Il presidente della Regione Lombardia Attilio Fontana ha immediatamente lamentato come gli ultimi provvedimenti stiano scavalcando la sua autorità. Le sue affermazioni sono state accompagnate dal leader leghista Matteo Salvini che, appoggiando Fontana, ha dichiarato come il presidente lombardo sia stato avvisato dell’allarme rosso (il colore dello scenario assegnato alla sua Regione) quasi in concomitanza con la conferenza stampa di Conte del 4 novembre. La sorpresa appare quantomeno dubbia vista la pregressa conoscenza sia dei parametri scientifici sia dei dati giungono dalle strutture ospedaliere lombarde. 

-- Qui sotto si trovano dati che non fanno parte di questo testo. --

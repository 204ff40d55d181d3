//! Configuration management subsystem.
//!
//! # Data Flow
//! ```text
//! config file (TOML, optional)
//!     → loader.rs (parse & deserialize)
//!     → validation.rs (semantic checks)
//!     → ProxyConfig (validated, immutable)
//!
//! environment (token_env)
//!     → secret.rs (read once at startup)
//!     → ApiToken injected into the upstream client
//! ```
//!
//! # Design Decisions
//! - Config is immutable once loaded; changes require a restart
//! - All fields have defaults to allow minimal configs
//! - Validation separates syntactic (serde) from semantic checks
//! - The API token never lives in the config file

pub mod loader;
pub mod schema;
pub mod secret;
pub mod validation;

pub use loader::{load_config, parse_config, ConfigError};
pub use schema::{
    CacheConfig, ListenerConfig, LogFormat, ObservabilityConfig, PolicyConfig, ProxyConfig,
    ResponseShape, TimeoutConfig, UpstreamConfig,
};
pub use secret::ApiToken;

Anche la Calabria ha criticato duramente la scelta del governo. La Regione spiega in una lettera che l’indice di rischio (RT) nella regione sarebbe «ampiamente sotto controllo» e che la scelta del governo di inserirla tra le regioni rosse è immotivata. Regione Piemonte, attraverso le affermazioni del suo presidente Alberto Cirio, resta sorpresa anche lei, data la difficoltà a «comprendere la logica che ha portato alla decisione di dichiarare il Piemonte una regione rossa». 

In Trentino Alto Adige il problema è esattamente l’opposto: la zona gialla è risultata essere troppo “delicata” rispetto al peggioramento della situazione dei contagi. In Campania, altra zona gialla, sembrava dovesse scattare lo scenario più grave, e invece – fra lo stupore di altre Regioni che hanno immediatamente sentito su di sé calare la discriminazione cromatica – si è optato per lo scenario meno grave, ma in previsione di zone rosse localizzate dove la densità di popolazione è tale da causare situazioni emergenziali e di collasso delle strutture sanitarie. 

Al peggioramento di una qualsiasi situazione regionale o locale potrà fare seguito un’ordinanza del Governo, nello specifico del Ministero della Salute, atta a modificare la classificazione dello scenario epidemiologico. Un decisionismo ben più accentuato rispetto alla lunghissima lista di Dpcm che si sono susseguiti negli ultimi due mesi. La lamentata mancanza di coraggio o di “prendersi le proprie responsabilità” ha, di fatto, spinto il Governo a prendere posizione sulla definizione delle emergenze che, gestite localmente, avevano lasciato ampiamente a desiderare.